### Task details
In the records below, how many lines hold the word "debug"? Give only the number.

### Stored dataset items
impl<'a> VenomInvoker<'a> {
    /// Creates a new invoker. Environment problems are reported to `notifier`.
    pub fn new(settings: VenomSettings, notifier: &'a dyn Notifier) -> Self {
        Self { settings, notifier }
    }

    /// Returns the settings this invoker was created with.
    pub fn settings(&self) -> &VenomSettings {
        &self.settings
    }

    /// Locates the venom binary, notifying the user if it can't be found.
    pub fn locate(&self) -> Option<VenomBinary> {
        match VenomBinary::locate(&self.settings.binary) {
            Ok(binary) => Some(binary),
            Err(error) => {
                self.notifier.notify(Notification::BinaryNotFound {
                    error: &error,
                    actions: RemediationAction::BINARY_NOT_FOUND,
                });
                None
            }
        }
    }

    /// Locates the venom binary and queries its version.
    pub async fn version(&self) -> Option<(VenomBinary, VersionOutput)> {
        let binary = self.locate()?;
        let output = binary.version().await;
        Some((binary, output))
    }

    /// Checks the version of `binary`. Returns false if the run must be aborted.
    async fn check_version(&self, binary: &VenomBinary) -> bool {
        let output = binary.version().await;
        if output.is_supported() {
            return true;
        }

        let blocking = self.settings.version_check == VersionCheck::Deny;
        self.notifier.notify(Notification::UnsupportedVersion {
            binary,
            version: output.version.as_ref(),
            blocking,
        });
        !blocking
    }

    /// Runs the test suite at `file`, with `cwd` as the working directory.
    ///
    /// Returns `Ok(None)` if the environment doesn't allow running venom. The user has been
    /// notified in that case.
    pub async fn run(
        &self,
        file: &Utf8Path,
        cwd: &Utf8Path,
    ) -> Result<Option<RunResult>, InvokeError> {
        let Some(binary) = self.locate() else {
            return Ok(None);
        };
        if !self.check_version(&binary).await {
            return Ok(None);
        }

        let output_dir = camino_tempfile::Builder::new()
            .prefix(&format!("venom-{}", hex::encode(rand::random::<[u8; 10]>())))
            .rand_bytes(0)
            .tempdir()
            .map_err(|err| InvokeError::TempDirCreate { err })?;

        let mut args = vec![
            "run".to_owned(),
            "--format=json".to_owned(),
            format!("--output-dir={}", output_dir.path()),
        ];
        args.extend(self.settings.additional_run_args.iter().cloned());
        args.push(file.to_string());

        let command_line = format!(
            "{TTY_ENV}=true {} {}",
            binary.path(),
            args.iter().join(" ")
        );
        debug!("executing `{command_line}` in {cwd}");

        // A non-zero exit isn't a failure signal: the result file is authoritative.
        let output = Command::new(binary.path().as_std_path())
            .args(&args)
            .env(TTY_ENV, "true")
            .current_dir(cwd.as_std_path())
            .stdin(Stdio::null())
            .output()
            .await
            .map_err(|err| InvokeError::Exec {
                command: command_line.clone(),
                err,
            })?;
        debug!("venom exited with {}", output.status);

        let results_path = output_dir.path().join(TEST_RESULTS_FILE_NAME);
        let contents = tokio::fs::read_to_string(&results_path).await;
        if let Err(err) = output_dir.close() {
            warn!("failed to remove temporary venom output directory: {err}");
        }
        let contents = contents.map_err(|err| InvokeError::ResultsRead {
            path: results_path.clone(),
            err,
        })?;
        let results = VenomTestResults::parse(&contents).map_err(|err| {
            InvokeError::ResultsParse {
                path: results_path,
                err,
            }
        })?;

        Ok(Some(RunResult::from_test_results(
            file,
            &results,
            String::from_utf8_lossy(&output.stdout).into_owned(),
            String::from_utf8_lossy(&output.stderr).into_owned(),
            Some(command_line),
        )))
    }
}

### Solution
2